* Assignment *
The job is to find each line in the entries holding the string "wall" and copy that line.

* Task data *
================================

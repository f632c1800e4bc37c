//! Injectable time source.
//!
//! Expiry checks, slot arithmetic, and intent lifetimes all measure time in
//! epoch milliseconds. Components take an `Arc<dyn Clock>` so tests can move
//! time instead of sleeping.

use std::sync::atomic::{AtomicI64, Ordering};
use std::time::{SystemTime, UNIX_EPOCH};

/// Source of the current time in epoch milliseconds.
pub trait Clock: Send + Sync {
    /// Current time, milliseconds since the Unix epoch.
    fn now_millis(&self) -> i64;
}

/// The wall clock.
#[derive(Debug, Default, Clone, Copy)]
pub struct SystemClock;

impl Clock for SystemClock {
    fn now_millis(&self) -> i64 {
        now_millis()
    }
}

/// Current wall-clock time in epoch milliseconds.
#[must_use]
#[allow(clippy::cast_possible_truncation)]
pub fn now_millis() -> i64 {
    SystemTime::now()
        .duration_since(UNIX_EPOCH)
        .map(|d| d.as_millis() as i64)
        .unwrap_or_default()
}

/// A clock that only moves when told to. Test use.
#[derive(Debug)]
pub struct ManualClock(AtomicI64);

impl ManualClock {
    /// Create a manual clock pinned at `start_millis`.
    #[must_use]
    pub const fn new(start_millis: i64) -> Self {
        Self(AtomicI64::new(start_millis))
    }

    /// Advance the clock.
    pub fn advance(&self, millis: i64) {
        self.0.fetch_add(millis, Ordering::SeqCst);
    }

    /// Pin the clock to an absolute time.
    pub fn set(&self, millis: i64) {
        self.0.store(millis, Ordering::SeqCst);
    }
}

impl Clock for ManualClock {
    fn now_millis(&self) -> i64 {
        self.0.load(Ordering::SeqCst)
    }
}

================================

* Result of the task *
/// The wall clock.
/// Current wall-clock time in epoch milliseconds.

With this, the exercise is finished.